Tras su regreso a la vida social no podía dormir en camas ni comer caliente

Cuando en 1965 lo encontró una pareja de la Guardia Civil, el chico, pelo hasta las rodillas y uñas interminables, aulló y presentó resistencia a mordiscos. "Yo vivía revuelto con los lobos, comía lo mismo que ellos y vivía como ellos. Eran mi familia", cuenta Marcos a En días como hoy, de RNE. Hoy, tras una larga y penosa labor de resocialización, vive apaciblemente en Rantes, un pueblo de Ourense.

Tras su regreso no podía dormir sobre una cama, ni conseguía comer caliente. Con el tiempo trabajó de lo que pudo en Baleares y Andalucía. "Me tuve que hacer la vida solitariamente. Trabajaba y no me pagaban. Me engañó todo el mundo", explica. "Lo único que me avergüenza", confiesa, "es que no tengo letras [es analfabeto], si no, hubiera sido un cocinero estupendo".

Marcos es parte del rodaje.
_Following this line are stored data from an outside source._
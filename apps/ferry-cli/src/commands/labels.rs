// labels.rs — Print the label footer of a change message.

use std::fs;
use std::io::Read;
use std::path::Path;

use anyhow::Context;
use ferry_work::labels;

pub fn execute(file: Option<&Path>) -> anyhow::Result<()> {
    let message = match file {
        Some(path) => fs::read_to_string(path)
            .with_context(|| format!("cannot read {}", path.display()))?,
        None => {
            let mut buf = String::new();
            std::io::stdin().read_to_string(&mut buf)?;
            buf
        }
    };

    let found = labels::parse_labels(&message);
    if found.is_empty() {
        println!("No labels.");
        return Ok(());
    }
    for (key, value) in found {
        println!("{}={}", key, value);
    }
    Ok(())
}
// error.rs — Error types for the work context.

use std::path::PathBuf;
use thiserror::Error;

/// Errors that can occur while reading or navigating a work context.
#[derive(Debug, Error)]
pub enum WorkError {
    /// A file I/O operation failed.
    #[error("I/O error at {path}: {source}")]
    IoError {
        path: PathBuf,
        source: std::io::Error,
    },

    /// A checkout-relative path is absolute, not normalized, or escapes the checkout.
    #[error("'{path}' is not a valid path: {reason}")]
    InvalidPath { path: String, reason: String },

    /// A glob pattern could not be compiled.
    #[error("invalid glob pattern '{pattern}': {reason}")]
    InvalidGlob { pattern: String, reason: String },

    /// An author string is not of the form `Name <email>`.
    #[error("author '{value}' doesn't match the expected format 'Name <email>'")]
    InvalidAuthor { value: String },

    /// Failed to serialize/deserialize change data.
    #[error("serialization error: {0}")]
    SerializationError(#[from] serde_json::Error),
}

impl WorkError {
    pub(crate) fn io(path: impl Into<PathBuf>, source: std::io::Error) -> Self {
        WorkError::IoError {
            path: path.into(),
            source,
        }
    }
}
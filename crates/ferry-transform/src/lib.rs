//! # ferry-transform
//!
//! Reversible transformations applied to a migration's work context.
//!
//! A pipeline is a list of [`Transformation`] values. Running it forward
//! migrates a change from origin to destination; [`reverse_all`] builds the
//! pipeline that goes the other way.
//!
//! ## Key components
//!
//! - [`Transformation`] — the closed set of transformations, with
//!   `transform`, `reverse` and `describe`.
//! - [`Move`] — rename a file or directory, optionally filtered by a glob.
//! - [`Scripted`] — run a function supplied by an embedded scripting engine.
//! - [`RestoreOriginalAuthor`] / [`SaveOriginalAuthor`] — carry the real
//!   author through a message label.
//! - [`PipelineConfig`] — build a pipeline from `ferry.toml`.

pub mod config;
pub mod error;
pub mod metadata;
pub mod moves;
pub mod options;
pub mod scripted;
pub mod transformation;

pub use config::{ConfigError, PipelineConfig, TransformationConfig};
pub use error::{Result, TransformError};
pub use metadata::{RestoreOriginalAuthor, SaveOriginalAuthor};
pub use moves::Move;
pub use options::{NoopPolicy, WorkflowOptions};
pub use scripted::{FnScript, ScriptError, ScriptFunction, Scripted};
pub use transformation::{reverse_all, ExplicitReversal, Sequence, Transformation};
Se interpreta a sí mismo en la parte final de la película. Y, por supuesto, se revuelca sonriente con los lobos. A Pepe España, responsable de convertir en actores al servicio de un guión a los lobos ibéricos de la película, se le saltaron las lágrimas al ver aquella complicidad. "Verlo con los lobos, cómo se comportaba, como uno más, ha sido lo más increíble que he podido ver", cuenta.
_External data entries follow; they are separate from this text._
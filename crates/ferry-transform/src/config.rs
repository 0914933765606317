//! Pipeline configuration from `ferry.toml`
//!
//! ```toml
//! [options]
//! noop = "warn"
//!
//! [[transformations]]
//! type = "move"
//! before = "src"
//! after = "lib"
//! paths = { include = ["**/*.rs"], exclude = ["gen/**"] }
//!
//! [[transformations]]
//! type = "restore_author"
//! label = "ORIGINAL_AUTHOR"
//! ```
//!
//! Scripted transformations are not described here; callers that embed a
//! scripting engine add them to the built pipeline themselves.

use std::fs;
use std::path::{Path, PathBuf};

use ferry_work::Glob;
use serde::{Deserialize, Serialize};
use thiserror::Error;

use crate::metadata::{RestoreOriginalAuthor, SaveOriginalAuthor};
use crate::moves::Move;
use crate::options::WorkflowOptions;
use crate::transformation::{Sequence, Transformation};

/// Label used by the author pair when none is configured.
pub const DEFAULT_AUTHOR_LABEL: &str = "ORIGINAL_AUTHOR";

/// Errors loading or building a pipeline configuration
#[derive(Debug, Error)]
pub enum ConfigError {
    #[error("cannot read config {path}: {source}")]
    Io {
        path: PathBuf,
        source: std::io::Error,
    },

    #[error("cannot parse config: {0}")]
    Parse(#[from] toml::de::Error),

    #[error("transformation #{index} is invalid: {reason}")]
    Invalid { index: usize, reason: String },
}

/// Top-level pipeline configuration
#[derive(Debug, Clone, Default, PartialEq, Eq, Serialize, Deserialize)]
pub struct PipelineConfig {
    /// Options shared by every transformation
    #[serde(default)]
    pub options: WorkflowOptions,

    /// Transformations, applied in order
    #[serde(default)]
    pub transformations: Vec<TransformationConfig>,
}

/// One entry of `[[transformations]]`
#[derive(Debug, Clone, PartialEq, Eq, Serialize, Deserialize)]
#[serde(tag = "type", rename_all = "snake_case")]
pub enum TransformationConfig {
    Move {
        before: String,
        after: String,
        /// Only move matching files (relative to `before`)
        #[serde(default)]
        paths: Option<GlobConfig>,
    },
    RestoreAuthor {
        #[serde(default = "default_author_label")]
        label: String,
    },
    SaveAuthor {
        #[serde(default = "default_author_label")]
        label: String,
    },
    Noop,
}

/// Include/exclude patterns
#[derive(Debug, Clone, PartialEq, Eq, Serialize, Deserialize)]
pub struct GlobConfig {
    pub include: Vec<String>,
    #[serde(default)]
    pub exclude: Vec<String>,
}

fn default_author_label() -> String {
    DEFAULT_AUTHOR_LABEL.to_string()
}

impl PipelineConfig {
    /// Load from a TOML file
    pub fn load(path: &Path) -> Result<Self, ConfigError> {
        let content = fs::read_to_string(path).map_err(|source| ConfigError::Io {
            path: path.to_path_buf(),
            source,
        })?;
        Self::from_toml_str(&content)
    }

    pub fn from_toml_str(content: &str) -> Result<Self, ConfigError> {
        Ok(toml::from_str(content)?)
    }

    /// Turn the configuration into transformations
    pub fn build(&self) -> Result<Vec<Transformation>, ConfigError> {
        self.transformations
            .iter()
            .enumerate()
            .map(|(index, entry)| {
                entry
                    .build(self.options)
                    .map_err(|reason| ConfigError::Invalid { index, reason })
            })
            .collect()
    }

    /// Build the whole pipeline as a single [`Sequence`]
    pub fn build_sequence(&self) -> Result<Sequence, ConfigError> {
        Ok(Sequence::new(self.build()?))
    }
}

impl TransformationConfig {
    fn build(&self, options: WorkflowOptions) -> Result<Transformation, String> {
        match self {
            TransformationConfig::Move {
                before,
                after,
                paths,
            } => {
                let glob = match paths {
                    Some(paths) => {
                        Glob::new(&paths.include, &paths.exclude).map_err(|e| e.to_string())?
                    }
                    None => Glob::all_files(),
                };
                let moved = Move::new(before, after, glob, options).map_err(|e| e.to_string())?;
                Ok(Transformation::Move(moved))
            }
            TransformationConfig::RestoreAuthor { label } => Ok(Transformation::RestoreAuthor(
                RestoreOriginalAuthor::new(label.clone()),
            )),
            TransformationConfig::SaveAuthor { label } => Ok(Transformation::SaveAuthor(
                SaveOriginalAuthor::new(label.clone()),
            )),
            TransformationConfig::Noop => Ok(Transformation::Noop),
        }
    }
}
El director dice que su primera película con actores es "un western andaluz"

"Él me ha dicho muchas veces que la época más feliz de su vida fue con los lobos", explica Olivares. El director cordobés decidió convertir esta historia en película tras contactar con el antropólogo Gabriel Janer, que había conocido a Marcos en La Palma en 1975 y había hecho sobre él su tesis doctoral, que fue publicada de inmediato y traducida al inglés. Janer acreditó científicamente una historia que la prensa franquista había cubierto con un avergonzado velo.
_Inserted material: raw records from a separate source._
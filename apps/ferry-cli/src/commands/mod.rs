pub mod glob;
pub mod labels;
pub mod run;
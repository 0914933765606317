// glob.rs — Checkout path patterns.
//
// A Glob is a set of include patterns minus a set of exclude patterns, all
// relative to some directory (the checkout root by default). Matching uses
// `require_literal_separator`, so `*` stays within one path segment and `**`
// crosses directories:
//
//   "src/*.rs"     → matches "src/lib.rs", not "src/sub/mod.rs"
//   "src/**"       → matches everything under "src/"
//   "**"           → matches every path (see `Glob::all_files`)

use std::fmt;
use std::path::{Component, Path, PathBuf};

use glob::{MatchOptions, Pattern};

use crate::error::WorkError;

const ALL_FILES_PATTERN: &str = "**";

fn match_options() -> MatchOptions {
    MatchOptions {
        require_literal_separator: true,
        ..Default::default()
    }
}

/// An immutable set of path patterns.
#[derive(Debug, Clone, PartialEq, Eq, Hash)]
pub struct Glob {
    include: Vec<Pattern>,
    exclude: Vec<Pattern>,
}

impl Glob {
    /// Compile a glob from include and exclude patterns.
    ///
    /// Patterns must be relative and must not climb out of their root with
    /// `..`.
    pub fn new<I, E, S, T>(include: I, exclude: E) -> Result<Self, WorkError>
    where
        I: IntoIterator<Item = S>,
        E: IntoIterator<Item = T>,
        S: AsRef<str>,
        T: AsRef<str>,
    {
        Ok(Self {
            include: compile_all(include)?,
            exclude: compile_all(exclude)?,
        })
    }

    /// The glob that matches every path.
    pub fn all_files() -> Self {
        Self {
            include: vec![Pattern::new(ALL_FILES_PATTERN).expect("'**' is a valid pattern")],
            exclude: Vec::new(),
        }
    }

    /// Whether this is exactly the [`Glob::all_files`] glob.
    pub fn is_all_files(&self) -> bool {
        self.exclude.is_empty()
            && self.include.len() == 1
            && self.include[0].as_str() == ALL_FILES_PATTERN
    }

    pub fn include(&self) -> impl Iterator<Item = &str> {
        self.include.iter().map(Pattern::as_str)
    }

    pub fn exclude(&self) -> impl Iterator<Item = &str> {
        self.exclude.iter().map(Pattern::as_str)
    }

    /// Match a `/`-separated path relative to the glob's root.
    pub fn matches(&self, relative: &str) -> bool {
        let opts = match_options();
        self.include.iter().any(|p| p.matches_with(relative, opts))
            && !self.exclude.iter().any(|p| p.matches_with(relative, opts))
    }

    /// Re-root this glob under `root`.
    ///
    /// The returned matcher takes full paths and only matches those inside
    /// `root` whose remainder matches the glob.
    pub fn relative_to(&self, root: impl Into<PathBuf>) -> GlobMatcher {
        GlobMatcher {
            root: root.into(),
            glob: self.clone(),
        }
    }
}

impl Default for Glob {
    fn default() -> Self {
        Self::all_files()
    }
}

impl fmt::Display for Glob {
    fn fmt(&self, f: &mut fmt::Formatter<'_>) -> fmt::Result {
        let include: Vec<&str> = self.include().collect();
        write!(f, "glob(include = {:?}", include)?;
        if !self.exclude.is_empty() {
            let exclude: Vec<&str> = self.exclude().collect();
            write!(f, ", exclude = {:?}", exclude)?;
        }
        write!(f, ")")
    }
}

fn compile_all<I, S>(patterns: I) -> Result<Vec<Pattern>, WorkError>
where
    I: IntoIterator<Item = S>,
    S: AsRef<str>,
{
    patterns
        .into_iter()
        .map(|p| compile(p.as_ref()))
        .collect()
}

fn compile(pattern: &str) -> Result<Pattern, WorkError> {
    let invalid = |reason: &str| WorkError::InvalidGlob {
        pattern: pattern.to_string(),
        reason: reason.to_string(),
    };
    if pattern.is_empty() {
        return Err(invalid("pattern is empty"));
    }
    if pattern.starts_with('/') {
        return Err(invalid("pattern must be relative"));
    }
    if pattern.split('/').any(|segment| segment == "..") {
        return Err(invalid("pattern must not contain '..'"));
    }
    Pattern::new(pattern).map_err(|e| invalid(e.msg))
}

/// A [`Glob`] scoped under a directory.
#[derive(Debug, Clone, PartialEq, Eq)]
pub struct GlobMatcher {
    root: PathBuf,
    glob: Glob,
}

impl GlobMatcher {
    pub fn root(&self) -> &Path {
        &self.root
    }

    pub fn glob(&self) -> &Glob {
        &self.glob
    }

    /// Whether `path` lies under the root and matches the glob.
    ///
    /// Paths outside the root never match. A path under the root that
    /// can't be rendered as UTF-8 is an error rather than a silent miss.
    pub fn matches(&self, path: &Path) -> Result<bool, WorkError> {
        let Ok(rel) = path.strip_prefix(&self.root) else {
            return Ok(false);
        };
        match to_slash_path(rel) {
            Some(rel) => Ok(self.glob.matches(&rel)),
            None => Err(WorkError::InvalidPath {
                path: path.display().to_string(),
                reason: format!("name can't be matched against {}: not valid UTF-8", self.glob),
            }),
        }
    }
}

/// Render a relative path with `/` separators. `None` for non-UTF-8 or
/// non-normal components.
pub(crate) fn to_slash_path(path: &Path) -> Option<String> {
    let mut parts = Vec::new();
    for component in path.components() {
        match component {
            Component::Normal(part) => parts.push(part.to_str()?),
            Component::CurDir => {}
            _ => return None,
        }
    }
    Some(parts.join("/"))
}

#[cfg(test)]
mod tests {
    use super::*;

    #[test]
    fn all_files_matches_everything() {
        let glob = Glob::all_files();
        assert!(glob.is_all_files());
        assert!(glob.matches("file.txt"));
        assert!(glob.matches("folder/subfolder/file.java"));
    }

    #[test]
    fn single_star_stays_in_segment() {
        let glob = Glob::new(["src/*.rs"], Vec::<String>::new()).unwrap();
        assert!(glob.matches("src/lib.rs"));
        assert!(!glob.matches("src/sub/mod.rs"));
        assert!(!glob.matches("tests/lib.rs"));
    }

    #[test]
    fn excludes_win_over_includes() {
        let glob = Glob::new(["src/**"], ["src/generated/**"]).unwrap();
        assert!(glob.matches("src/main.rs"));
        assert!(!glob.matches("src/generated/proto.rs"));
        assert!(!glob.is_all_files());
    }

    #[test]
    fn all_files_with_excludes_is_not_sentinel() {
        let glob = Glob::new(["**"], ["*.md"]).unwrap();
        assert!(!glob.is_all_files());
        assert!(!glob.matches("README.md"));
        assert!(glob.matches("docs/README.md"));
    }

    #[test]
    fn equal_patterns_are_equal_globs() {
        let a = Glob::new(["**"], Vec::<String>::new()).unwrap();
        assert_eq!(a, Glob::all_files());
        assert!(a.is_all_files());
    }

    #[test]
    fn invalid_patterns_rejected() {
        for bad in ["", "/abs/**", "../escape/**", "a/../b", "[unclosed"] {
            let result = Glob::new([bad], Vec::<String>::new());
            assert!(
                matches!(result, Err(WorkError::InvalidGlob { .. })),
                "expected '{}' to be rejected",
                bad
            );
        }
    }

    #[test]
    fn relative_to_scopes_under_root() {
        let glob = Glob::new(["*.java"], Vec::<String>::new()).unwrap();
        let matcher = glob.relative_to("/checkout/src");
        assert!(matcher.matches(Path::new("/checkout/src/Foo.java")).unwrap());
        assert!(!matcher.matches(Path::new("/checkout/src/pkg/Foo.java")).unwrap());
        assert!(!matcher.matches(Path::new("/checkout/Foo.java")).unwrap());
        assert!(!matcher.matches(Path::new("/checkout/other/Foo.java")).unwrap());
    }

    #[cfg(unix)]
    #[test]
    fn non_utf8_name_is_an_error() {
        use std::ffi::OsStr;
        use std::os::unix::ffi::OsStrExt;

        let matcher = Glob::all_files().relative_to("/checkout");
        let name = OsStr::from_bytes(b"f\xff.txt");
        let err = matcher
            .matches(&Path::new("/checkout").join(name))
            .unwrap_err();
        assert!(matches!(err, WorkError::InvalidPath { .. }));
        assert!(err.to_string().contains("not valid UTF-8"));
    }

    #[test]
    fn display_lists_patterns() {
        let glob = Glob::new(["src/**"], ["src/gen/**"]).unwrap();
        assert_eq!(
            glob.to_string(),
            "glob(include = [\"src/**\"], exclude = [\"src/gen/**\"])"
        );
        assert_eq!(Glob::all_files().to_string(), "glob(include = [\"**\"])");
    }
}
"Lo que él cree que vivió es muy diferente de lo que vivió. Sobrevivió imaginando que los animales eran sus amigos, que la serpiente quería ayudarlo, que los lobos eran su familia", explica Janer. El antropólogo añade que Marcos "nunca ha llegado a comprender las ambigüedades" de la vida social. Janer ha escrito ahora una novela, He jugado con lobos. Otra vez la ficción para abordar lo inconcebible.

Dos niños de Sierra Morena y Juanjo Ballesta interpretan al protagonista

La película de Olivares, de 4,5 millones de presupuesto, estará rodada por completo a finales de mayo y se estrenará en otoño. Juan José Ballesta (El Bola) interpreta a Marcos, al que también dan vida dos pequeños de la zona. En el reparto destacan Sancho Gracia que regresa a los montes del maquis donde se encumbró como Curro Jiménez, Antonio Dechent y Carlos Bardem, que asume ahora el papel de malvado de la función tras su triunfo en Celda 211. "Celda reconcilió al público con el cine español, y esta película va en el mismo sentido. Buen cine de género", cuenta.

Circula en el rodaje una anécdota que tiene como protagonista a Manuel Ángel Camacho, el niño de nueve años que interpreta a Marcos en sus primeros años de soledad. Alguien le preguntó qué haría él de vivir la experiencia de Marcos, solo en el monte. "Subirme a un árbol, buscar cobertura y llamar a mis padres", dicen que contestó el niño. La realidad, claro, le resulta al crío absolutamente inconcebible.